An ancient rendering of scripture, a scholar's meditations
on identity, a Holocaust survivor's testimony, and a young
woman's search for meaning shed new light on what it means
to be Jewish.


"The Dead Sea Scrolls Bible: The Oldest Known Bible"
edited by Martin Abegg Jr., Peter Flint, and Eugene Ulrich
http://www.amazon.com/exec/obidos/ASIN/0060600632/entertainmentsit
"The Dead Sea Scrolls Bible: The Oldest Known Bible
Translated for the First Time into English" is the first
full English translation of the Hebrew scriptures used by
the Essene sect at Qumran. Translators Martin Abegg Jr.,
Peter Flint, and Eugene Ulrich have loaded this volume with
scholarly notes and commentary, but their interpretations
are formatted in a way that does not impede the general
reader's enjoyment of the book. "The Dead Sea Scrolls Bible"
breathes new life into scripture by delving into the
earliest source material yet discovered. It is a crucial
work to reckon with for anyone interested in Jewish life
around the time of Jesus.


"Multiple Identities of the Middle East"
by Bernard Lewis
http://www.amazon.com/exec/obidos/ASIN/0805241728/entertainmentsit
"The Multiple Identities of the Middle East" by Bernard
Lewis is a sharp diamond of a book. It cuts to the essence
of how identity has traditionally been experienced by people
in the Middle East, how Western political concepts have
altered Middle-Eastern notions of identity, and how these
imported Western ideas have inflamed political conflicts in
that region. "The primary identities are those acquired at
birth," Lewis writes. The first determiner of identity is
blood, the second is place, and the third is religious
community, which for many is "the only loyalty that
transcends local and immediate bonds." Lewis adds, "The
second broad category of identity is that of allegiance to a
ruler," and notes that these two categories of identity were
the only ones that existed until modern times, when the
Middle East came under the influence of Europe. Now, he
says, "a new kind [of identity] is evolving" between the two
traditional categories that existed before.
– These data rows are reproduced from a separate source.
//! Task record and request/response bodies for the `/api/tasks` resource.
//!
//! Request bodies are decoded strictly: every field is required and unknown
//! fields are rejected, so a typo such as `{"titel": "x"}` is a client error
//! rather than a silently defaulted value.

use serde::{Deserialize, Serialize};

/// Default maximum allowed task title length in characters.
pub const MAX_TITLE_LENGTH: usize = 256;

/// Store-assigned task identifier. Always positive.
pub type TaskId = i64;

/// A persisted task.
#[derive(Debug, Clone, PartialEq, Eq, Serialize, Deserialize)]
pub struct Task {
    /// Identifier assigned by the store on creation.
    pub id: TaskId,
    /// Title as supplied at creation; never changes afterwards.
    pub title: String,
    /// Completion flag, `false` on creation.
    pub done: bool,
}

/// Body of `POST /api/tasks`.
#[derive(Debug, Clone, PartialEq, Eq, Serialize, Deserialize)]
#[serde(deny_unknown_fields)]
pub struct CreateTaskRequest {
    pub title: String,
}

/// Response to a successful `POST /api/tasks`.
#[derive(Debug, Clone, Copy, PartialEq, Eq, Serialize, Deserialize)]
pub struct CreateTaskResponse {
    pub id: TaskId,
}

/// Body of `PUT /api/tasks/{id}`.
#[derive(Debug, Clone, Copy, PartialEq, Eq, Serialize, Deserialize)]
#[serde(deny_unknown_fields)]
pub struct SetDoneRequest {
    pub done: bool,
}

/// JSON body returned with every non-2xx response.
#[derive(Debug, Clone, PartialEq, Eq, Serialize, Deserialize)]
pub struct ErrorBody {
    pub error: String,
}

impl ErrorBody {
    #[must_use]
    pub fn new(error: impl Into<String>) -> Self {
        Self {
            error: error.into(),
        }
    }
}

/// Reasons a task title is rejected.
#[derive(Debug, Clone, PartialEq, Eq, thiserror::Error)]
pub enum TitleError {
    /// Title is empty or whitespace only.
    #[error("task title must not be empty")]
    Empty,
    /// Title exceeds the configured character limit.
    #[error("task title is {len} characters (max {max})")]
    TooLong {
        /// Character count of the rejected title.
        len: usize,
        /// Limit in effect.
        max: usize,
    },
}

/// Reasons a `{id}` path segment is rejected.
#[derive(Debug, Clone, PartialEq, Eq, thiserror::Error)]
pub enum TaskIdError {
    #[error("task id is empty")]
    Empty,
    #[error("task id {0:?} is not a decimal integer")]
    NotDecimal(String),
    #[error("task id {0:?} is out of range")]
    OutOfRange(String),
}

/// Checks a title against the creation rules.
///
/// Whitespace is trimmed only for the emptiness check; the stored title keeps
/// whatever the client sent. Length is counted in characters, not bytes.
///
/// # Errors
///
/// Returns [`TitleError::Empty`] for blank titles and [`TitleError::TooLong`]
/// when `title` has more than `max_chars` characters.
pub fn validate_title(title: &str, max_chars: usize) -> Result<(), TitleError> {
    if title.trim().is_empty() {
        return Err(TitleError::Empty);
    }
    let len = title.chars().count();
    if len > max_chars {
        return Err(TitleError::TooLong {
            len,
            max: max_chars,
        });
    }
    Ok(())
}

/// Parses a `{id}` path segment into a [`TaskId`].
///
/// Only a plain run of ASCII digits naming a positive `i64` is accepted:
/// no sign, no surrounding whitespace, no leading `+`, and never zero.
///
/// # Errors
///
/// Returns [`TaskIdError`] describing why the segment was rejected.
pub fn parse_task_id(segment: &str) -> Result<TaskId, TaskIdError> {
    if segment.is_empty() {
        return Err(TaskIdError::Empty);
    }
    if !segment.bytes().all(|b| b.is_ascii_digit()) {
        return Err(TaskIdError::NotDecimal(segment.to_string()));
    }
    match segment.parse::<TaskId>() {
        Ok(id) if id > 0 => Ok(id),
        _ => Err(TaskIdError::OutOfRange(segment.to_string())),
    }
}
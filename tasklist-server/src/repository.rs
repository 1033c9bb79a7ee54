//! Task repository: typed task operations over the [`RecordStore`].
//!
//! Each operation issues exactly one store statement on tokio's blocking
//! pool. Once handed to the pool the statement runs to completion even if
//! the caller stops waiting, so an aborted request never leaves a write
//! half-applied.
//!
//! Update and delete use a strict existence policy: a statement that touches
//! no row surfaces as [`TaskError::NotFound`].

use std::sync::Arc;

use tasklist_proto::task::{self, MAX_TITLE_LENGTH, Task, TaskId, TitleError};

use crate::store::{RecordStore, StoreError};

/// Errors surfaced by repository operations.
#[derive(Debug, thiserror::Error)]
pub enum TaskError {
    /// Caller input failed validation.
    #[error("invalid task: {0}")]
    Validation(#[from] TitleError),

    /// No task with this id exists.
    #[error("task {0} not found")]
    NotFound(TaskId),

    /// The underlying store failed.
    #[error("store failure: {0}")]
    Store(#[from] StoreError),

    /// The blocking worker running the statement panicked.
    #[error("store worker failed: {0}")]
    Worker(#[from] tokio::task::JoinError),
}

/// Domain-level access to tasks. Cheap to clone; clones share the store.
#[derive(Debug, Clone)]
pub struct TaskRepository {
    store: Arc<RecordStore>,
    max_title_length: usize,
}

impl TaskRepository {
    /// Creates a repository with the default title length limit.
    #[must_use]
    pub const fn new(store: Arc<RecordStore>) -> Self {
        Self {
            store,
            max_title_length: MAX_TITLE_LENGTH,
        }
    }

    /// Overrides the maximum title length in characters.
    #[must_use]
    pub const fn with_max_title_length(mut self, max_title_length: usize) -> Self {
        self.max_title_length = max_title_length;
        self
    }

    /// Validates `title`, inserts it, and returns the stored task.
    ///
    /// # Errors
    ///
    /// [`TaskError::Validation`] for a blank or over-long title (no row is
    /// written), [`TaskError::Store`] if the insert fails.
    pub async fn create_task(&self, title: String) -> Result<Task, TaskError> {
        task::validate_title(&title, self.max_title_length)?;

        let id = {
            let title = title.clone();
            self.run(move |store| store.insert(&title)).await?
        };
        tracing::info!(task_id = id, "task created");

        Ok(Task {
            id,
            title,
            done: false,
        })
    }

    /// Lists all tasks in store order. Empty when there are none.
    ///
    /// # Errors
    ///
    /// Returns [`TaskError::Store`] if the query fails.
    pub async fn list_tasks(&self) -> Result<Vec<Task>, TaskError> {
        let tasks = self.run(|store| store.select_all()).await?;
        tracing::debug!(count = tasks.len(), "tasks listed");
        Ok(tasks)
    }

    /// Sets the completion flag on one task.
    ///
    /// # Errors
    ///
    /// [`TaskError::NotFound`] if `id` names no task, [`TaskError::Store`] if
    /// the update fails.
    pub async fn set_task_done(&self, id: TaskId, done: bool) -> Result<(), TaskError> {
        let changed = self.run(move |store| store.update_status(id, done)).await?;
        if changed == 0 {
            return Err(TaskError::NotFound(id));
        }
        tracing::info!(task_id = id, done, "task status updated");
        Ok(())
    }

    /// Deletes one task. Irreversible; the id is never handed out again.
    ///
    /// # Errors
    ///
    /// [`TaskError::NotFound`] if `id` names no task, [`TaskError::Store`] if
    /// the delete fails.
    pub async fn delete_task(&self, id: TaskId) -> Result<(), TaskError> {
        let removed = self.run(move |store| store.delete(id)).await?;
        if removed == 0 {
            return Err(TaskError::NotFound(id));
        }
        tracing::info!(task_id = id, "task deleted");
        Ok(())
    }

    /// Runs one store call on the blocking pool.
    async fn run<T, F>(&self, op: F) -> Result<T, TaskError>
    where
        F: FnOnce(&RecordStore) -> Result<T, StoreError> + Send + 'static,
        T: Send + 'static,
    {
        let store = Arc::clone(&self.store);
        let result = tokio::task::spawn_blocking(move || op(store.as_ref())).await?;
        Ok(result?)
    }
}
This is "the
freely chosen cohesion and loyalty of voluntary
associations, combining to form what is nowadays known as
the civil society."


"I'm No Hero: The Journeys of a Holocaust Survivor"
by Henry Friedman
http://www.amazon.com/exec/obidos/ASIN/0295978015/entertainmentsit
"I'm No Hero: Journeys of a Holocaust Survivor" is a memoir
by Henry Friedman, a Polish Jew who escaped internment in
the concentration camps with help from a Christian family
who hid him in the loft of a barn for 18 months. He was 14
years old when he went into hiding, and he remembers his
flight for safety from the German bombings of Poland this
way: "[I saw] buildings burning, parts of human bodies, dead
and wounded animals. I was mesmerized by a wounded horse.
His blood was bubbling from his stomach, and my mother put
her hand over my eyes and dragged me away." When the family
was liberated by the Russians, Friedman grew up fast. He
became involved in black market trading in a displaced
persons camp in Austria, and he began seducing women with
great regularity. He moved to America in 1949, finally
returning to Poland to visit the family who protected him in
1988. His primary avocation in retirement is speaking to
school children about surviving the Holocaust. Friedman is
not a scholar, and his prose is workmanlike. But his
book--even considering its detailed reports of his off-
color adventures--will be most profitably read by
adolescents and young people. It is a harsh, tough,
simply-told story about growing up in very difficult
circumstances, about forgiving oneself for moral failure,
and about accepting second (and third, and fourth) chances
with grace.


"Generation J"
by Lisa Schiffman
http://www.amazon.com/exec/obidos/ASIN/0062515772/entertainmentsit
"Generation J" is a beautifully written, constantly
courageous, hip, wise memoir by a young woman determined to
figure out what it means to be Jewish. Lisa Schiffman, who
grew up in the mostly Christian community of Levittown, New
Jersey, writes of her own alienated adolescence: "We were a
generation of Jews who'd grown up on television, with
Barbie, with rhinoplasty as a way of life. Assimilation
wasn't something we strove for; it was the condition into
which we were born." Feeling unmoored in early adulthood,
Schiffman begins a search for the essence of the Jewish
identity she feels exiled from. She undertakes experiments
such as eating nonkosher food every day for a week, and
gently confronting her parents' ignorance of their own
religion. Oddly, her greatest religious epiphany comes from
the experience of getting a henna tattoo--a vine across her
torso, with the Star of David at the end. The tattoo sets
off what she calls, elsewhere in the book, "a big think-
through": "There is the vine. There is me. There's Judaism,
the religion of paradox and reconciliation. I'll learn from
it what I can. I'll sort out my own conflicted truths. I
refuse to reject myself--any part. I no longer choose to
exile."


--Michael Joseph Gross is a former political speech writer,
now working as a freelance journalist.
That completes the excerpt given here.